INSTRUCTIONS FOR THE TASK:
The entries shown next need to be written again word for word.

RECORDS PROVIDED:
::::::::
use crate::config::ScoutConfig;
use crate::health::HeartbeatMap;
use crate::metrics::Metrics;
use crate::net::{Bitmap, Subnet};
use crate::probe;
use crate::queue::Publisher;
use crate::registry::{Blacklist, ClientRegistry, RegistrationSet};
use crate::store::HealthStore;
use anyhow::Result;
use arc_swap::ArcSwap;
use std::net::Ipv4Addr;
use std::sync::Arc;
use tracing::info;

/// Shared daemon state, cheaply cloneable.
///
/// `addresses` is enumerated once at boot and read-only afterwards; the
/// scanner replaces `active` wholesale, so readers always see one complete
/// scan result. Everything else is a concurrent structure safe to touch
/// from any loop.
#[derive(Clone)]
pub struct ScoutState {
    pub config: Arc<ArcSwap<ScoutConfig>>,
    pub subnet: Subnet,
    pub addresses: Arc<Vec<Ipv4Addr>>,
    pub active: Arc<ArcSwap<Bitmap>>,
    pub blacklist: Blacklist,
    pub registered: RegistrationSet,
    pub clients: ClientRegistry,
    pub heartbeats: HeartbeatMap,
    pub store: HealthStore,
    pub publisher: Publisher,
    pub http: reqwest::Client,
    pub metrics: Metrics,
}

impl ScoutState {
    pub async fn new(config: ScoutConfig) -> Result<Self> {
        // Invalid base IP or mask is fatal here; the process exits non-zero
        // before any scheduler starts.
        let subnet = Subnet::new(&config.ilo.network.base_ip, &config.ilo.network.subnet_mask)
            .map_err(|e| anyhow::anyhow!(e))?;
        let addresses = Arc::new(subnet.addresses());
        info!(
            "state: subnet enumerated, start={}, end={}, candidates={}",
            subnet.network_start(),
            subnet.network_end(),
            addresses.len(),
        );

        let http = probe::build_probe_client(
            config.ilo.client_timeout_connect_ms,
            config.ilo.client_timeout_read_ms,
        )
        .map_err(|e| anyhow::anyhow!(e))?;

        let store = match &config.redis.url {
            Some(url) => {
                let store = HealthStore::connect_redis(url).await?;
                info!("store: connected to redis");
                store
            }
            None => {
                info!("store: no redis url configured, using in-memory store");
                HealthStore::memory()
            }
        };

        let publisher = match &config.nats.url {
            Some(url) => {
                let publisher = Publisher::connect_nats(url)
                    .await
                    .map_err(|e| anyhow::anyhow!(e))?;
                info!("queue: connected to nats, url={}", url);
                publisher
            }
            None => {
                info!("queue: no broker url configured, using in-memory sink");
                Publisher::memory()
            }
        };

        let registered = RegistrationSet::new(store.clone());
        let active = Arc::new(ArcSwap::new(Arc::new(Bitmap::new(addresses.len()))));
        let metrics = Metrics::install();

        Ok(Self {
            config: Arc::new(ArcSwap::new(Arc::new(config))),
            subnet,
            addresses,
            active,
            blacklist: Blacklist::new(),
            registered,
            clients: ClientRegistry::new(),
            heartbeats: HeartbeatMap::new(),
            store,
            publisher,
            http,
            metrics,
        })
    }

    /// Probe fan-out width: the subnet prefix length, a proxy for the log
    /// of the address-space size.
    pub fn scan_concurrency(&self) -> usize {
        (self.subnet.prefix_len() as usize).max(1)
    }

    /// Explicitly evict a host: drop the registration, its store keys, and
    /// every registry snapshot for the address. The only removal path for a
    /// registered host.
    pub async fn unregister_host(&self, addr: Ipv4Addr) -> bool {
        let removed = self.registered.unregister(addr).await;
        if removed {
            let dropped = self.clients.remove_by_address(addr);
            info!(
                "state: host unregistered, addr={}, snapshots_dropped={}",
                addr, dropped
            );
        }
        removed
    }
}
::::::::
RESPONSE TO THE TASK:
use crate::config::ScoutConfig;
use crate::health::HeartbeatMap;
use crate::metrics::Metrics;
use crate::net::{Bitmap, Subnet};
use crate::probe;
use crate::queue::Publisher;
use crate::registry::{Blacklist, ClientRegistry, RegistrationSet};
use crate::store::HealthStore;
use anyhow::Result;
use arc_swap::ArcSwap;
use std::net::Ipv4Addr;
use std::sync::Arc;
use tracing::info;

/// Shared daemon state, cheaply cloneable.
///
/// `addresses` is enumerated once at boot and read-only afterwards; the
/// scanner replaces `active` wholesale, so readers always see one complete
/// scan result. Everything else is a concurrent structure safe to touch
/// from any loop.
#[derive(Clone)]
pub struct ScoutState {
    pub config: Arc<ArcSwap<ScoutConfig>>,
    pub subnet: Subnet,
    pub addresses: Arc<Vec<Ipv4Addr>>,
    pub active: Arc<ArcSwap<Bitmap>>,
    pub blacklist: Blacklist,
    pub registered: RegistrationSet,
    pub clients: ClientRegistry,
    pub heartbeats: HeartbeatMap,
    pub store: HealthStore,
    pub publisher: Publisher,
    pub http: reqwest::Client,
    pub metrics: Metrics,
}

impl ScoutState {
    pub async fn new(config: ScoutConfig) -> Result<Self> {
        // Invalid base IP or mask is fatal here; the process exits non-zero
        // before any scheduler starts.
        let subnet = Subnet::new(&config.ilo.network.base_ip, &config.ilo.network.subnet_mask)
            .map_err(|e| anyhow::anyhow!(e))?;
        let addresses = Arc::new(subnet.addresses());
        info!(
            "state: subnet enumerated, start={}, end={}, candidates={}",
            subnet.network_start(),
            subnet.network_end(),
            addresses.len(),
        );

        let http = probe::build_probe_client(
            config.ilo.client_timeout_connect_ms,
            config.ilo.client_timeout_read_ms,
        )
        .map_err(|e| anyhow::anyhow!(e))?;

        let store = match &config.redis.url {
            Some(url) => {
                let store = HealthStore::connect_redis(url).await?;
                info!("store: connected to redis");
                store
            }
            None => {
                info!("store: no redis url configured, using in-memory store");
                HealthStore::memory()
            }
        };

        let publisher = match &config.nats.url {
            Some(url) => {
                let publisher = Publisher::connect_nats(url)
                    .await
                    .map_err(|e| anyhow::anyhow!(e))?;
                info!("queue: connected to nats, url={}", url);
                publisher
            }
            None => {
                info!("queue: no broker url configured, using in-memory sink");
                Publisher::memory()
            }
        };

        let registered = RegistrationSet::new(store.clone());
        let active = Arc::new(ArcSwap::new(Arc::new(Bitmap::new(addresses.len()))));
        let metrics = Metrics::install();

        Ok(Self {
            config: Arc::new(ArcSwap::new(Arc::new(config))),
            subnet,
            addresses,
            active,
            blacklist: Blacklist::new(),
            registered,
            clients: ClientRegistry::new(),
            heartbeats: HeartbeatMap::new(),
            store,
            publisher,
            http,
            metrics,
        })
    }

    /// Probe fan-out width: the subnet prefix length, a proxy for the log
    /// of the address-space size.
    pub fn scan_concurrency(&self) -> usize {
        (self.subnet.prefix_len() as usize).max(1)
    }

    /// Explicitly evict a host: drop the registration, its store keys, and
    /// every registry snapshot for the address. The only removal path for a
    /// registered host.
    pub async fn unregister_host(&self, addr: Ipv4Addr) -> bool {
        let removed = self.registered.unregister(addr).await;
        if removed {
            let dropped = self.clients.remove_by_address(addr);
            info!(
                "state: host unregistered, addr={}, snapshots_dropped={}",
                addr, dropped
            );
        }
        removed
    }
}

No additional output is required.